The role is fast changing from managing to being a growth champion.
The relationship between brands and consumers is growing more dynamic, challenging and multi-dimensional. New challenges are emerging with each passing day thanks to technological, social and cultural breakthroughs. These changes mean that the role of the marketer is undergoing immense change — and like brands, marketers also need to stay relevant with time.
Two big shifts are impacting marketing at the macro level. Classically, a manager would make a business projection and work backwards on the marketing spends and the avenues thereon. Media would cost money and thus the marketing cost had to come out of product sales. But today a manager has the wherewithal to market a product before it is available, as spends are not a challenge in the new media vehicles like Twitter and Facebook. Thanks to the new forms and channels of media available, a sense of intrigue can be created around the products before launch and that too at no extra cost. This was not part of a conventional marketing plan, and hence, the profile of marketing managers.
India, by its sheer size and subsequently the scale that it offers, especially in categories like food, appliances or entertainment, develops its own trends that may not necessarily follow the tastes of developed markets. Managers in India face the task of leveraging local nuances and concerting the offerings into a global scale. Customers seek validation of their behaviour from family, community and culture. So the room for influence available to marketers is partial.
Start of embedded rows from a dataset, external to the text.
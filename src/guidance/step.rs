use serde::{Deserialize, Serialize};

use crate::intent::Breakpoint;
use crate::schema::Tab;

#[derive(Debug, Clone, PartialEq, Eq, Serialize, Deserialize)]
pub struct Tooltip {
    pub title: String,
    pub body: String,
}

/// One UI action in a guidance sequence
#[derive(Debug, Clone, PartialEq, Serialize, Deserialize)]
#[serde(tag = "type", rename_all = "snake_case")]
pub enum GuidanceStep {
    OpenSettings,
    SwitchTab {
        tab: Tab,
        tab_index: usize,
    },
    ExpandSection {
        section_name: String,
        section_label: String,
    },
    HighlightField {
        field_name: String,
        tooltip: Option<Tooltip>,
    },
    ShowResponsive {
        breakpoint: Breakpoint,
    },
    ShowTooltip {
        /// Selector of the anchor element; the settings panel when absent
        target: Option<String>,
        title: String,
        body: String,
    },
}

impl GuidanceStep {
    pub fn kind(&self) -> &'static str {
        match self {
            GuidanceStep::OpenSettings => "open_settings",
            GuidanceStep::SwitchTab { .. } => "switch_tab",
            GuidanceStep::ExpandSection { .. } => "expand_section",
            GuidanceStep::HighlightField { .. } => "highlight_field",
            GuidanceStep::ShowResponsive { .. } => "show_responsive",
            GuidanceStep::ShowTooltip { .. } => "show_tooltip",
        }
    }
}

/// Result of planning: steps to run plus the chat message to show
#[derive(Debug, Clone, PartialEq, Serialize, Deserialize)]
pub struct GuidancePlan {
    pub steps: Vec<GuidanceStep>,
    pub message: String,
    pub success: bool,
}

impl GuidancePlan {
    pub fn failure(message: impl Into<String>) -> Self {
        Self { steps: Vec::new(), message: message.into(), success: false }
    }
}
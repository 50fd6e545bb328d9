use anyhow::{Context, Result};
use async_trait::async_trait;
use indexmap::IndexMap;
use serde_json::Value;
use std::path::PathBuf;
use tokio::fs;
use tracing::{debug, warn};

use super::raw::RawSchema;

/// Read-only provider of raw component schemas
#[async_trait]
pub trait SchemaSource: Send + Sync {
    /// All schemas, in the order the source defines them
    async fn all_schemas(&self) -> Result<Vec<(String, RawSchema)>>;
}

/// Schemas stored as one ordered JSON object: `{ "<component_type>": RawSchema, ... }`
pub struct JsonSchemaSource {
    path: PathBuf,
}

impl JsonSchemaSource {
    pub fn new(path: impl Into<PathBuf>) -> Self {
        Self { path: path.into() }
    }

    /// Parse schema JSON text. Entries that do not fit the raw schema shape are skipped.
    pub fn parse(content: &str) -> Result<Vec<(String, RawSchema)>> {
        let root: IndexMap<String, Value> =
            serde_json::from_str(content).context("schema file is not a JSON object")?;

        let mut schemas = Vec::with_capacity(root.len());
        for (component_type, value) in root {
            match serde_json::from_value::<RawSchema>(value) {
                Ok(schema) => schemas.push((component_type, schema)),
                Err(e) => warn!("Skipping malformed schema {}: {}", component_type, e),
            }
        }
        Ok(schemas)
    }
}

#[async_trait]
impl SchemaSource for JsonSchemaSource {
    async fn all_schemas(&self) -> Result<Vec<(String, RawSchema)>> {
        let content = fs::read_to_string(&self.path)
            .await
            .with_context(|| format!("failed to read schemas from {}", self.path.display()))?;
        let schemas = Self::parse(&content)?;
        debug!("Loaded {} schemas from {}", schemas.len(), self.path.display());
        Ok(schemas)
    }
}
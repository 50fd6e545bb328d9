//! Page Assist
//!
//! Natural-language editing assistance for a visual page builder:
//! - Schema index over every component's editable fields
//! - Deterministic intent classification (no network, no model)
//! - Guided navigation to the right control in the settings panel
//! - Local apply for simple changes, AI escalation for everything else
//! - Snapshot-backed one-step undo

pub mod config;
pub mod dispatch;
pub mod error;
pub mod events;
pub mod guidance;
pub mod intent;
pub mod schema;
pub mod services;

// Re-exports for convenience
pub use config::{AssistConfig, ConfigManager};
pub use dispatch::{Assistant, DispatchOutcome, Route};
pub use error::{AiError, AssistError, SnapshotError};
pub use events::{AssistEvent, EventBus};
pub use guidance::{build_plan, GuidanceExecutor, GuidancePlan, GuidanceStep};
pub use intent::{Action, Breakpoint, Confidence, Intent, IntentClassifier, ScoredField};
pub use schema::{ComponentSchemaEntry, FieldDescriptor, FieldType, SchemaIndex, Tab};
use lazy_static::lazy_static;
use regex::Regex;

/// Shorthand → full word. Applied in this order, one pass over the table.
const ABBREVIATIONS: &[(&str, &str)] = &[
    ("bg", "background"),
    ("btn", "button"),
    ("clr", "color"),
    ("colour", "color"),
    ("sz", "size"),
    ("txt", "text"),
    ("img", "image"),
    ("pic", "image"),
    ("hdr", "header"),
    ("fnt", "font"),
    ("pad", "padding"),
    ("marg", "margin"),
    ("lnk", "link"),
    ("nav", "navigation"),
    ("desc", "description"),
    ("align", "alignment"),
    ("centre", "center"),
];

lazy_static! {
    static ref ABBREVIATION_PATTERNS: Vec<(Regex, &'static str)> = ABBREVIATIONS
        .iter()
        .map(|(short, full)| {
            let pattern = format!(r"\b{}\b", regex::escape(short));
            (Regex::new(&pattern).expect("abbreviation pattern"), *full)
        })
        .collect();
    static ref PUNCTUATION: Regex = Regex::new(r"[^\w\s]").expect("punctuation pattern");
}

/// Lowercase, trim and expand shorthand words.
pub fn normalize(text: &str) -> String {
    let mut normalized = text.trim().to_lowercase();
    for (pattern, full) in ABBREVIATION_PATTERNS.iter() {
        if pattern.is_match(&normalized) {
            normalized = pattern.replace_all(&normalized, *full).into_owned();
        }
    }
    normalized
}

/// Split normalized text into word tokens, dropping punctuation.
pub fn tokenize(normalized: &str) -> Vec<String> {
    PUNCTUATION
        .replace_all(normalized, " ")
        .split_whitespace()
        .map(str::to_string)
        .collect()
}

#[cfg(test)]
mod tests {
    use super::*;

    #[test]
    fn test_expands_whole_words_only() {
        assert_eq!(normalize("  Change BG clr "), "change background color");
        assert_eq!(normalize("align the btn"), "alignment the button");
        // "padding" must not become "paddingding"
        assert_eq!(normalize("padding"), "padding");
    }

    #[test]
    fn test_normalize_is_idempotent() {
        for text in [
            "set the bg colour to #FF0000",
            "where is the txt sz on mobile?",
            "centre the hdr img",
            "make nav lnk desc bigger",
        ] {
            let once = normalize(text);
            assert_eq!(normalize(&once), once, "not idempotent for {:?}", text);
        }
    }

    #[test]
    fn test_tokenize_strips_punctuation() {
        assert_eq!(
            tokenize("where's the font-size, please?"),
            vec!["where", "s", "the", "font", "size", "please"]
        );
        assert!(tokenize("  ?! ").is_empty());
    }
}
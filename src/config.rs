use anyhow::{Context, Result};
use serde::{Deserialize, Serialize};
use std::path::{Path, PathBuf};
use tokio::fs;
use tracing::info;

use crate::guidance::GuidanceTimings;

pub const CONFIG_ENV: &str = "PAGE_ASSIST_CONFIG";
pub const SCHEMAS_ENV: &str = "PAGE_ASSIST_SCHEMAS";
const DEFAULT_CONFIG_PATH: &str = "page_assist.json";

#[derive(Debug, Clone, Serialize, Deserialize, PartialEq)]
#[serde(default)]
pub struct AssistConfig {
    pub guidance: GuidanceTimings,
    /// Snapshots kept per component
    pub snapshot_history: usize,
    pub schemas_path: Option<PathBuf>,
}

impl Default for AssistConfig {
    fn default() -> Self {
        Self { guidance: GuidanceTimings::default(), snapshot_history: 20, schemas_path: None }
    }
}

impl AssistConfig {
    /// Schema file: `PAGE_ASSIST_SCHEMAS` wins over the configured path.
    pub fn resolve_schemas_path(&self) -> Option<PathBuf> {
        std::env::var(SCHEMAS_ENV)
            .ok()
            .filter(|p| !p.is_empty())
            .map(PathBuf::from)
            .or_else(|| self.schemas_path.clone())
    }
}

pub struct ConfigManager {
    path: PathBuf,
}

impl ConfigManager {
    pub fn new(path: impl Into<PathBuf>) -> Self {
        Self { path: path.into() }
    }

    /// Path from `PAGE_ASSIST_CONFIG`, else `page_assist.json`
    pub fn from_env() -> Self {
        let path = std::env::var(CONFIG_ENV).unwrap_or_else(|_| DEFAULT_CONFIG_PATH.to_string());
        Self::new(path)
    }

    pub fn path(&self) -> &Path {
        &self.path
    }

    pub async fn load(&self) -> Result<AssistConfig> {
        if !self.path.exists() {
            let default = AssistConfig::default();
            self.save(&default).await?;
            info!("Wrote default config to {}", self.path.display());
            return Ok(default);
        }
        let content = fs::read_to_string(&self.path)
            .await
            .with_context(|| format!("failed to read config {}", self.path.display()))?;
        let config = serde_json::from_str(&content)
            .with_context(|| format!("invalid config {}", self.path.display()))?;
        Ok(config)
    }

    pub async fn save(&self, config: &AssistConfig) -> Result<()> {
        let content = serde_json::to_string_pretty(config)?;
        fs::write(&self.path, content)
            .await
            .with_context(|| format!("failed to write config {}", self.path.display()))?;
        Ok(())
    }
}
A case in point is the hair oil category that was deemed as a dying category in India by many multinationals and the brands kept changing hands. Till one company stuck to working with the consumer by making shampoo an ally and went on to create a large business on the basis of this one brand. And it has become large enough to expand overseas while keeping its foothold in India strong.
In the times that we live in, the marketing manager’s responsibilities extend beyond marketing strategies and programmes.
More From This Section
From managing to growing and creating: The marketing manager’s role needs to evolve from just managing to creating. Most of what is done under conventional marketing involves looking at the scenario in terms of the 5Ps of marketing, which essentially is only about market planning. But marketers need to be enablers of creation, moving from brand management to brand enhancement, from brand promise to brand action. From what a brand says to what it actually does. Nike’s ‘Just do it’ explains this shift. It’s a movement, a call for action.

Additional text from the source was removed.